C2) L’émancipation des travailleurs sera l’oeuvre des travailleurs eux-mêmes
Plutôt que de longs développement, voici un extrait des statuts de la Première Internationale (AIT) rédigés par Karl Marx :
Considérant :
Que l’émancipation de la classe ouvrière doit être l’oeuvre des travailleurs eux-mêmes ; que la lutte pour l’émancipation de la classe ouvrière n’est pas une lutte pour des privilèges et des monopoles de classe, mais pour l’établissement de droits et de devoirs égaux, et pour l’abolition de toute domination de classe ;
Que l’assujettissement économique du travailleur au détenteur des moyens du travail, c’est-à-dire des sources de la vie, est la cause première de la servitude dans toutes ses formes, de la misère sociale, de l’avilissement intellectuel et de la dépendance politique ;
Que, par conséquent, l’émancipation économique de la classe ouvrière est le grand but auquel tout mouvement politique doit être subordonné comme moyen ;
Que tous les efforts tendant à ce but ont jusqu’ici échoué, faute de solidarité entre les travailleurs des différentes professions dans le même pays et d’une union fraternelle entre les classes ouvrières des divers pays ;
Que l’émancipation du travail, n’étant un problème ni local ni national, mais social, embrasse tous les pays dans lesquels existe la société moderne et nécessite, pour sa solution, le concours théorique et pratique des pays les plus avancés ;
Que le mouvement qui vient de renaître parmi les ouvriers des pays industriels avancés de l’Europe, tout en réveillant de nouvelles espérances, donne un solennel avertissement de ne pas retomber dans les vieilles erreurs et de combiner le plus tôt possible les efforts encore isolés ;
Pour ces raisons, l’Association Internationale des Travailleurs a été fondée...
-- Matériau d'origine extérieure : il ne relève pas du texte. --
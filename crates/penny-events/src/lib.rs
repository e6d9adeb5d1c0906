//! Inbound Slack payload handling for Penny.
//!
//! Payloads are verified against the app signing secret, normalized into
//! [`InboundPayload`], and routed by [`EventDispatcher`] to moderation, the
//! "what's new" reply, or the `/help` command.

mod dispatch;
mod envelope;
mod help;
mod signature;

pub use dispatch::{DispatchResponse, EventDispatcher, IngestRequest};
pub use envelope::{parse_inbound, EnvelopeError, InboundPayload, SlashCommand};
pub use help::{help_text, HELP_COMMAND};
pub use signature::{
    current_unix_timestamp_ms, sign_slack_request, verify_slack_signature, SignatureError,
    SLACK_SIGNATURE_MAX_SKEW_SECONDS,
};
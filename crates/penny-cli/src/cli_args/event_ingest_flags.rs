use std::path::PathBuf;

use clap::Args;

/// One-shot ingest of a Slack request body captured to disk.
#[derive(Debug, Clone, Args)]
pub struct CliEventIngestFlags {
    #[arg(
        long = "slack-event-ingest-file",
        env = "PENNY_SLACK_EVENT_INGEST_FILE",
        help = "Verify and dispatch one Slack request body (Events API JSON or slash-command form) and print the response"
    )]
    pub slack_event_ingest_file: Option<PathBuf>,

    #[arg(
        long = "slack-event-signature",
        env = "PENNY_SLACK_EVENT_SIGNATURE",
        requires = "slack_event_ingest_file",
        help = "X-Slack-Signature header value for --slack-event-ingest-file"
    )]
    pub slack_event_signature: Option<String>,

    #[arg(
        long = "slack-event-timestamp",
        env = "PENNY_SLACK_EVENT_TIMESTAMP",
        requires = "slack_event_ingest_file",
        help = "X-Slack-Request-Timestamp header value for --slack-event-ingest-file"
    )]
    pub slack_event_timestamp: Option<String>,

    #[arg(
        long = "slack-event-max-skew-seconds",
        env = "PENNY_SLACK_EVENT_MAX_SKEW_SECONDS",
        default_value_t = 300,
        help = "Max allowed request timestamp skew in seconds (0 disables the check)"
    )]
    pub slack_event_max_skew_seconds: u64,
}
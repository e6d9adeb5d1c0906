use std::sync::LazyLock;

use penny_slack::{AppMentionEvent, PostedMessage, SlackApi, SlackApiError};
use regex::Regex;

use crate::{Changelog, ChangelogError};

pub const CHANGELOG_UNAVAILABLE: &str = "Sorry, I couldn't retrieve the changelog.";

static WHATS_NEW: LazyLock<Regex> =
    LazyLock::new(|| Regex::new(r"(?i)what'?s\s+new").expect("what's new pattern is valid"));
static WHATS_NEW_SINCE: LazyLock<Regex> = LazyLock::new(|| {
    Regex::new(r"(?i)what'?s\s+new\s+since\s+v?(\S+)").expect("what's new since pattern is valid")
});

/// True when a mention asks what changed.
pub fn is_whats_new(text: &str) -> bool {
    WHATS_NEW.is_match(text)
}

/// Latest changelog section, or every section after `since <version>`.
pub fn format_whats_new(message: &str, raw_changelog: &str) -> Result<String, ChangelogError> {
    let changelog = Changelog::parse(raw_changelog);
    match WHATS_NEW_SINCE.captures(message) {
        Some(captures) => {
            let version = captures[1].trim_start_matches(['v', 'V']);
            changelog.since(version)
        }
        None => changelog.latest(),
    }
}

/// Answers a "what's new" mention in the mention's thread.
pub async fn reply_whats_new(
    api: &dyn SlackApi,
    event: &AppMentionEvent,
    raw_changelog: &str,
) -> Result<PostedMessage, SlackApiError> {
    let text = format_whats_new(&event.text, raw_changelog).unwrap_or_else(|error| {
        tracing::warn!(
            channel = %event.channel,
            user = event.user.as_deref().unwrap_or_default(),
            error = %error,
            "failed to format changelog"
        );
        CHANGELOG_UNAVAILABLE.to_string()
    });
    api.post_message(&event.channel, Some(&event.ts), &text).await
}
use clap::Parser;

mod anomaly_flags;
mod event_ingest_flags;
mod slack_flags;
mod spam_feed_flags;

pub use anomaly_flags::CliAnomalyFlags;
pub use event_ingest_flags::CliEventIngestFlags;
pub use slack_flags::CliSlackFlags;
pub use spam_feed_flags::CliSpamFeedFlags;

fn parse_positive_usize(value: &str) -> Result<usize, String> {
    let parsed = value
        .parse::<usize>()
        .map_err(|error| format!("failed to parse integer: {error}"))?;
    if parsed == 0 {
        return Err("value must be greater than 0".to_string());
    }
    Ok(parsed)
}

fn parse_positive_u64(value: &str) -> Result<u64, String> {
    let parsed = value
        .parse::<u64>()
        .map_err(|error| format!("failed to parse integer: {error}"))?;
    if parsed == 0 {
        return Err("value must be greater than 0".to_string());
    }
    Ok(parsed)
}

#[derive(Debug, Parser)]
#[command(
    name = "penny",
    about = "Community moderation bot that removes spam reported into a Slack spam-feed channel",
    version
)]
pub struct Cli {
    #[command(flatten)]
    pub slack: CliSlackFlags,

    #[command(flatten)]
    pub spam_feed: CliSpamFeedFlags,

    #[command(flatten)]
    pub anomaly: CliAnomalyFlags,

    #[command(flatten)]
    pub event_ingest: CliEventIngestFlags,
}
L’émancipation sociale des travailleurs (Jean Jaurès)
C3) L’association contre l’individualisme capitaliste
Le mot socialisme lui-même éclaire ses fondements. Il vient du latin socius ; employé comme adjectif, il signifiait uni, associé, partagé, mis en commun ; employé comme nom commun, il désignait l’élément social constitutif de l’humain. Dans la même famille latine, nous pouvons noter sociābĭlis (sociable), socĭālĭtās (sociabilité), socĭālĭtĕr (amicalement), socĭātĭo (association), socĭennus (camarade), socĭĕtās (mise en commun, communauté, société), les verbes socĭo, assocĭo, consocĭo (joindre, unir, associer).
Face au capitalisme, le socialisme affirme l’objectif de socialiser les grands moyens de production, de transport et d’échange selon le principe de l’association. « C’est cet idéal de paix, de justice, d’humanité et de travail associé que le socialisme propose à l’âme des foules. » (Jean Jaurès, Conférence de Buenos Aires, 5 octobre 1911) « Le socialisme, dans son principe le plus général, c’est l’intervention de la société dans les rapports économiques que crée, entre les hommes, l’existence de la propriété. » (Jean Jaurès, 1895)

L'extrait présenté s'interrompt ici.